Collected data entries
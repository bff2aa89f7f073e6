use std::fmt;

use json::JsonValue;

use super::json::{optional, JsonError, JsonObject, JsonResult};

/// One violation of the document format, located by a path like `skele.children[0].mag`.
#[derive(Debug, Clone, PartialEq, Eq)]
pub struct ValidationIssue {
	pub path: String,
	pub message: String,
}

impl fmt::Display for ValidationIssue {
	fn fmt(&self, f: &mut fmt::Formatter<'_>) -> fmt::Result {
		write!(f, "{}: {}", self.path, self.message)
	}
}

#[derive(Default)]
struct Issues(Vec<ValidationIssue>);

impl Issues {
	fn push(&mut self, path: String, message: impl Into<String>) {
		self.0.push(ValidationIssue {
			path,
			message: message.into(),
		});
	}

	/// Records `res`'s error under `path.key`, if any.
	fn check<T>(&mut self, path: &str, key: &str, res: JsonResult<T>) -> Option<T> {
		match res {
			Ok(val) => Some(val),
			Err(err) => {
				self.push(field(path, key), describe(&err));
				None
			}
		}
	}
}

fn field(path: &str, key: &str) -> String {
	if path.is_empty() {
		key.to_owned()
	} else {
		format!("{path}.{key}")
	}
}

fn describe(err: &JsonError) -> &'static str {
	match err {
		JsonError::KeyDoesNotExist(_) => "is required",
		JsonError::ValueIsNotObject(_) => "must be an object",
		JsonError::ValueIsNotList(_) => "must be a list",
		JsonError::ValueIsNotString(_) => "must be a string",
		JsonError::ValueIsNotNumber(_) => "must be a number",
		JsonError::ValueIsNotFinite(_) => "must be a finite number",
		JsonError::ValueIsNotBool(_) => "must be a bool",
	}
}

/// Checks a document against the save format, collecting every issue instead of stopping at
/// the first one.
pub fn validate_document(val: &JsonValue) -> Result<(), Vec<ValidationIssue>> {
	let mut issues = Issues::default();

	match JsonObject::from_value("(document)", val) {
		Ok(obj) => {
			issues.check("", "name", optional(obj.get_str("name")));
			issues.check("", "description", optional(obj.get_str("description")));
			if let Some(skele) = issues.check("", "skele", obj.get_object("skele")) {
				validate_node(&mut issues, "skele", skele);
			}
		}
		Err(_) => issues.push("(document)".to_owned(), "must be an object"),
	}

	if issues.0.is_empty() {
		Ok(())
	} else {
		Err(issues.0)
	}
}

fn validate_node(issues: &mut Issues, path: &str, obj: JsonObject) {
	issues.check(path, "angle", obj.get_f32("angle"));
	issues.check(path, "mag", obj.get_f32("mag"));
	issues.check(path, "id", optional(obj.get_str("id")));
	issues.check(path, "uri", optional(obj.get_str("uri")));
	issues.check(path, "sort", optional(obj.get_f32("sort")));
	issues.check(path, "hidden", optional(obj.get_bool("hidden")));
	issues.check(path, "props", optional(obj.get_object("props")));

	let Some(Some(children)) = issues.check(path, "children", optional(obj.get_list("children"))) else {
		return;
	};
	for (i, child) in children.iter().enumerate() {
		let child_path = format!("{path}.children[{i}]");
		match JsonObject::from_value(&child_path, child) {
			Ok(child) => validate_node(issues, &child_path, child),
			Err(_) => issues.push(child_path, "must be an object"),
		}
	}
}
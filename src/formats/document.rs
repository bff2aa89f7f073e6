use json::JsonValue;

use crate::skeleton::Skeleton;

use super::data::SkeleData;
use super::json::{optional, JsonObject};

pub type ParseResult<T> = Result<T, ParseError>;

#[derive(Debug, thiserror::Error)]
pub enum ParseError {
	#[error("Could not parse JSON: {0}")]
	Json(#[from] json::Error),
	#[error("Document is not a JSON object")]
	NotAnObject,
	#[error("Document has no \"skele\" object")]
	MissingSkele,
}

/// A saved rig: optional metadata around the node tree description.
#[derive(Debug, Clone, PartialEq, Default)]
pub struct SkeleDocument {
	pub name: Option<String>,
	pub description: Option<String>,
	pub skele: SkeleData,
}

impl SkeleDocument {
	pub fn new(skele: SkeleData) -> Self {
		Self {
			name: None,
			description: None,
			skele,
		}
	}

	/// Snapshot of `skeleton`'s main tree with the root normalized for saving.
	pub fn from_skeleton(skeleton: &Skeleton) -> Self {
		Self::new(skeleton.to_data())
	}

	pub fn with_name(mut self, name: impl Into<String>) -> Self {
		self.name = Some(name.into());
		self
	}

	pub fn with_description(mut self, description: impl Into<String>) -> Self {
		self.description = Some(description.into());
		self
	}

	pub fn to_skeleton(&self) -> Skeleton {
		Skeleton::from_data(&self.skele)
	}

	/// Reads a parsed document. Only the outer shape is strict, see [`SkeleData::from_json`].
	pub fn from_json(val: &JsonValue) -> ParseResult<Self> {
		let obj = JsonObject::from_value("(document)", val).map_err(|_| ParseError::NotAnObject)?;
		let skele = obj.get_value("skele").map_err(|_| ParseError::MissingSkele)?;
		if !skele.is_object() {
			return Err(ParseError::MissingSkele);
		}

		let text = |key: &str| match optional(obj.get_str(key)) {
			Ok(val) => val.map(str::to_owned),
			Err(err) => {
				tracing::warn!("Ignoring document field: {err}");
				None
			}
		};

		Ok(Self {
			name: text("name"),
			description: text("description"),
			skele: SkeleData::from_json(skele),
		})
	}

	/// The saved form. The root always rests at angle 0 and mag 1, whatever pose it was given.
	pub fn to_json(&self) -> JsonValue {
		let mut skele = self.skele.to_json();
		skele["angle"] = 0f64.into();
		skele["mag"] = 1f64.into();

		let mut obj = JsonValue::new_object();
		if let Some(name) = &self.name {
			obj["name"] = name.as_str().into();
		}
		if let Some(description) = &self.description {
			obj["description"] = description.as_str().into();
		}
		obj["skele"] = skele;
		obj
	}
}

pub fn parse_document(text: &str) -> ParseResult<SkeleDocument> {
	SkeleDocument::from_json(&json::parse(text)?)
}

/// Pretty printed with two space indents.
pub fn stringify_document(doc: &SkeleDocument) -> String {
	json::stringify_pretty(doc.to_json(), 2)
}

TASK ITEM:
All entries are to be copied exactly as they read.

FINISHED EXERCISE:
repository bff2aa89f7f073e6
use std::fmt;

use json::JsonValue;

use super::json::{optional, JsonError, JsonObject, JsonResult};

/// One violation of the document format, located by a path like `skele.children[0].mag`.
#[derive(Debug, Clone, PartialEq, Eq)]
pub struct ValidationIssue {
	pub path: String,
	pub message: String,
}

impl fmt::Display for ValidationIssue {
	fn fmt(&self, f: &mut fmt::Formatter<'_>) -> fmt::Result {
		write!(f, "{}: {}", self.path, self.message)
	}
}

#[derive(Default)]
struct Issues(Vec<ValidationIssue>);

impl Issues {
	fn push(&mut self, path: String, message: impl Into<String>) {
		self.0.push(ValidationIssue {
			path,
			message: message.into(),
		});
	}

	/// Records `res`'s error under `path.key`, if any.
	fn check<T>(&mut self, path: &str, key: &str, res: JsonResult<T>) -> Option<T> {
		match res {
			Ok(val) => Some(val),
			Err(err) => {
				self.push(field(path, key), describe(&err));
				None
			}
		}
	}
}

fn field(path: &str, key: &str) -> String {
	if path.is_empty() {
		key.to_owned()
	} else {
		format!("{path}.{key}")
	}
}

fn describe(err: &JsonError) -> &'static str {
	match err {
		JsonError::KeyDoesNotExist(_) => "is required",
		JsonError::ValueIsNotObject(_) => "must be an object",
		JsonError::ValueIsNotList(_) => "must be a list",
		JsonError::ValueIsNotString(_) => "must be a string",
		JsonError::ValueIsNotNumber(_) => "must be a number",
		JsonError::ValueIsNotFinite(_) => "must be a finite number",
		JsonError::ValueIsNotBool(_) => "must be a bool",
	}
}

/// Checks a document against the save format, collecting every issue instead of stopping at
/// the first one.
pub fn validate_document(val: &JsonValue) -> Result<(), Vec<ValidationIssue>> {
	let mut issues = Issues::default();

	match JsonObject::from_value("(document)", val) {
		Ok(obj) => {
			issues.check("", "name", optional(obj.get_str("name")));
			issues.check("", "description", optional(obj.get_str("description")));
			if let Some(skele) = issues.check("", "skele", obj.get_object("skele")) {
				validate_node(&mut issues, "skele", skele);
			}
		}
		Err(_) => issues.push("(document)".to_owned(), "must be an object"),
	}

	if issues.0.is_empty() {
		Ok(())
	} else {
		Err(issues.0)
	}
}

fn validate_node(issues: &mut Issues, path: &str, obj: JsonObject) {
	issues.check(path, "angle", obj.get_f32("angle"));
	issues.check(path, "mag", obj.get_f32("mag"));
	issues.check(path, "id", optional(obj.get_str("id")));
	issues.check(path, "uri", optional(obj.get_str("uri")));
	issues.check(path, "sort", optional(obj.get_f32("sort")));
	issues.check(path, "hidden", optional(obj.get_bool("hidden")));
	issues.check(path, "props", optional(obj.get_object("props")));

	let Some(Some(children)) = issues.check(path, "children", optional(obj.get_list("children"))) else {
		return;
	};
	for (i, child) in children.iter().enumerate() {
		let child_path = format!("{path}.children[{i}]");
		match JsonObject::from_value(&child_path, child) {
			Ok(child) => validate_node(issues, &child_path, child),
			Err(_) => issues.push(child_path, "must be an object"),
		}
	}
}
filename src/formats/document.rs
repository bff2aa89f7f073e6
use json::JsonValue;

use crate::skeleton::Skeleton;

use super::data::SkeleData;
use super::json::{optional, JsonObject};

pub type ParseResult<T> = Result<T, ParseError>;

#[derive(Debug, thiserror::Error)]
pub enum ParseError {
	#[error("Could not parse JSON: {0}")]
	Json(#[from] json::Error),
	#[error("Document is not a JSON object")]
	NotAnObject,
	#[error("Document has no \"skele\" object")]
	MissingSkele,
}

/// A saved rig: optional metadata around the node tree description.
#[derive(Debug, Clone, PartialEq, Default)]
pub struct SkeleDocument {
	pub name: Option<String>,
	pub description: Option<String>,
	pub skele: SkeleData,
}

impl SkeleDocument {
	pub fn new(skele: SkeleData) -> Self {
		Self {
			name: None,
			description: None,
			skele,
		}
	}

	/// Snapshot of `skeleton`'s main tree with the root normalized for saving.
	pub fn from_skeleton(skeleton: &Skeleton) -> Self {
		Self::new(skeleton.to_data())
	}

	pub fn with_name(mut self, name: impl Into<String>) -> Self {
		self.name = Some(name.into());
		self
	}

	pub fn with_description(mut self, description: impl Into<String>) -> Self {
		self.description = Some(description.into());
		self
	}

	pub fn to_skeleton(&self) -> Skeleton {
		Skeleton::from_data(&self.skele)
	}

	/// Reads a parsed document. Only the outer shape is strict, see [`SkeleData::from_json`].
	pub fn from_json(val: &JsonValue) -> ParseResult<Self> {
		let obj = JsonObject::from_value("(document)", val).map_err(|_| ParseError::NotAnObject)?;
		let skele = obj.get_value("skele").map_err(|_| ParseError::MissingSkele)?;
		if !skele.is_object() {
			return Err(ParseError::MissingSkele);
		}

		let text = |key: &str| match optional(obj.get_str(key)) {
			Ok(val) => val.map(str::to_owned),
			Err(err) => {
				tracing::warn!("Ignoring document field: {err}");
				None
			}
		};

		Ok(Self {
			name: text("name"),
			description: text("description"),
			skele: SkeleData::from_json(skele),
		})
	}

	/// The saved form. The root always rests at angle 0 and mag 1, whatever pose it was given.
	pub fn to_json(&self) -> JsonValue {
		let mut skele = self.skele.to_json();
		skele["angle"] = 0f64.into();
		skele["mag"] = 1f64.into();

		let mut obj = JsonValue::new_object();
		if let Some(name) = &self.name {
			obj["name"] = name.as_str().into();
		}
		if let Some(description) = &self.description {
			obj["description"] = description.as_str().into();
		}
		obj["skele"] = skele;
		obj
	}
}

pub fn parse_document(text: &str) -> ParseResult<SkeleDocument> {
	SkeleDocument::from_json(&json::parse(text)?)
}

/// Pretty printed with two space indents.
pub fn stringify_document(doc: &SkeleDocument) -> String {
	json::stringify_pretty(doc.to_json(), 2)
}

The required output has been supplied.